### Work instructions
From the entries below, extract every line that includes the word "never".

[Stored items]
//! # Store Connection
//!
//! Opening the SQLite store and handing out repositories.
//!
//! ## Opening Sequence
//! ```text
//! ┌─────────────────────────────────────────────────────────────────────────┐
//! │                      Database::new(config)                              │
//! │                                                                         │
//! │  StoreLocation::File(path)             StoreLocation::Memory           │
//! │   ├── create file if missing            ├── one private database       │
//! │   ├── journal_mode = WAL                │   per pool                   │
//! │   └── synchronous  = NORMAL             └── single connection that     │
//! │                                             never expires              │
//! │              │                                   │                      │
//! │              └──────────────┬────────────────────┘                      │
//! │                             ▼                                           │
//! │              foreign_keys = ON  (items cascade with their warehouse)   │
//! │                             │                                           │
//! │                             ▼                                           │
//! │   SqlitePool ──► set aside legacy "items"/"warehouses" tables          │
//! │              ──► embedded migrations (unless disabled)                 │
//! │                             │                                           │
//! │                             ▼                                           │
//! │        warehouses() / items() / legacy() share the pool                │
//! └─────────────────────────────────────────────────────────────────────────┘
//! ```

use sqlx::sqlite::{SqliteConnectOptions, SqliteJournalMode, SqlitePoolOptions, SqliteSynchronous};
use sqlx::SqlitePool;
use std::path::{Path, PathBuf};
use std::time::Duration;
use tracing::{debug, info};

use crate::error::{DbError, DbResult};
use crate::migrations;
use crate::repository::item::ItemRepository;
use crate::repository::legacy::LegacyImporter;
use crate::repository::warehouse::WarehouseRepository;

// =============================================================================
// Configuration
// =============================================================================

/// Where the inventory lives.
#[derive(Debug, Clone, PartialEq, Eq)]
pub enum StoreLocation {
    /// A database file, created on first open.
    File(PathBuf),
    /// A throwaway database that disappears with its pool.
    Memory,
}

impl std::fmt::Display for StoreLocation {
    fn fmt(&self, f: &mut std::fmt::Formatter<'_>) -> std::fmt::Result {
        match self {
            StoreLocation::File(path) => write!(f, "{}", path.display()),
            StoreLocation::Memory => f.write_str(":memory:"),
        }
    }
}

/// Connection settings for the store.
///
/// ## Example
/// ```rust,ignore
/// let config = DbConfig::new("./default_database")
///     .max_connections(8)
///     .idle_timeout(None);
/// ```
#[derive(Debug, Clone)]
pub struct DbConfig {
    pub location: StoreLocation,

    /// Upper bound on pooled connections. Default: 5
    pub max_connections: u32,

    /// Connections opened eagerly and kept. Default: 1
    pub min_connections: u32,

    /// How long an operation waits for a free connection. Default: 30 s
    pub acquire_timeout: Duration,

    /// Idle connections older than this are closed. Default: 10 min
    pub idle_timeout: Option<Duration>,

    /// Apply embedded migrations when connecting. Default: true
    pub run_migrations: bool,
}

impl DbConfig {
    /// Settings for a database file at `path`.
    pub fn new(path: impl Into<PathBuf>) -> Self {
        DbConfig {
            location: StoreLocation::File(path.into()),
            max_connections: 5,
            min_connections: 1,
            acquire_timeout: Duration::from_secs(30),
            idle_timeout: Some(Duration::from_secs(600)),
            run_migrations: true,
        }
    }

    /// Settings for a private in-memory database (tests, demos).
    ///
    /// Each in-memory connection is its own database, so the pool is pinned
    /// to one connection that is never reaped.
    pub fn in_memory() -> Self {
        DbConfig {
            location: StoreLocation::Memory,
            max_connections: 1,
            min_connections: 1,
            acquire_timeout: Duration::from_secs(5),
            idle_timeout: None,
            run_migrations: true,
        }
    }

    pub fn max_connections(mut self, max: u32) -> Self {
        self.max_connections = max;
        self
    }

    pub fn min_connections(mut self, min: u32) -> Self {
        self.min_connections = min;
        self
    }

    pub fn acquire_timeout(mut self, timeout: Duration) -> Self {
        self.acquire_timeout = timeout;
        self
    }

    pub fn idle_timeout(mut self, timeout: Option<Duration>) -> Self {
        self.idle_timeout = timeout;
        self
    }

    pub fn run_migrations(mut self, run: bool) -> Self {
        self.run_migrations = run;
        self
    }

    pub fn is_in_memory(&self) -> bool {
        self.location == StoreLocation::Memory
    }

    /// The database file, if this is a file-backed store.
    pub fn path(&self) -> Option<&Path> {
        match &self.location {
            StoreLocation::File(path) => Some(path.as_path()),
            StoreLocation::Memory => None,
        }
    }

    fn connect_options(&self) -> SqliteConnectOptions {
        let options = match &self.location {
            StoreLocation::File(path) => SqliteConnectOptions::new()
                .filename(path)
                .create_if_missing(true)
                .journal_mode(SqliteJournalMode::Wal)
                .synchronous(SqliteSynchronous::Normal),
            StoreLocation::Memory => SqliteConnectOptions::new().in_memory(true),
        };

        // Off by default in SQLite; the items table relies on ON DELETE CASCADE.
        options.foreign_keys(true)
    }

    fn pool_options(&self) -> SqlitePoolOptions {
        let options = SqlitePoolOptions::new()
            .max_connections(self.max_connections)
            .min_connections(self.min_connections.min(self.max_connections))
            .acquire_timeout(self.acquire_timeout)
            .idle_timeout(self.idle_timeout);

        match self.location {
            StoreLocation::Memory => options.max_lifetime(None),
            StoreLocation::File(_) => options,
        }
    }
}

// =============================================================================
// Database
// =============================================================================

/// Handle to the inventory store.
///
/// Clones share one pool, so any number of sessions can hold a `Database`.
#[derive(Debug, Clone)]
pub struct Database {
    pool: SqlitePool,
}

impl Database {
    /// Connects to the store and, unless disabled, brings its schema up to
    /// date.
    pub async fn new(config: DbConfig) -> DbResult<Self> {
        info!(location = %config.location, "Opening inventory store");

        let pool = config
            .pool_options()
            .connect_with(config.connect_options())
            .await
            .map_err(|e| DbError::ConnectionFailed(format!("{}: {}", config.location, e)))?;

        debug!(
            max_connections = config.max_connections,
            in_memory = config.is_in_memory(),
            "Connection pool ready"
        );

        let db = Database { pool };
        if config.run_migrations {
            db.run_migrations().await?;
        }

        Ok(db)
    }

    /// Applies pending embedded migrations. Safe to repeat.
    ///
    /// Legacy warehouse tables named like a schema table are renamed first,
    /// so the schema is created beside them rather than skipped.
    pub async fn run_migrations(&self) -> DbResult<()> {
        self.legacy().set_aside_colliding_tables().await?;
        migrations::run_migrations(&self.pool).await
    }

    pub fn pool(&self) -> &SqlitePool {
        &self.pool
    }

    /// Warehouse catalog operations.
    pub fn warehouses(&self) -> WarehouseRepository {
        WarehouseRepository::new(self.pool.clone())
    }

    /// Item operations, scoped per warehouse.
    pub fn items(&self) -> ItemRepository {
        ItemRepository::new(self.pool.clone())
    }

    /// Import of table-per-warehouse files.
    pub fn legacy(&self) -> LegacyImporter {
        LegacyImporter::new(self.pool.clone())
    }

    /// Closes every connection. Later operations fail with
    /// `DbError::ConnectionFailed`.
    pub async fn close(&self) {
        info!("Closing inventory store");
        self.pool.close().await;
    }

    /// True if a trivial query succeeds.
    pub async fn health_check(&self) -> bool {
        sqlx::query("SELECT 1")
            .execute(&self.pool)
            .await
            .is_ok()
    }
}

// =============================================================================
// Unit Tests
// =============================================================================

### Solution
//! │                                             never expires              │
    /// to one connection that is never reaped.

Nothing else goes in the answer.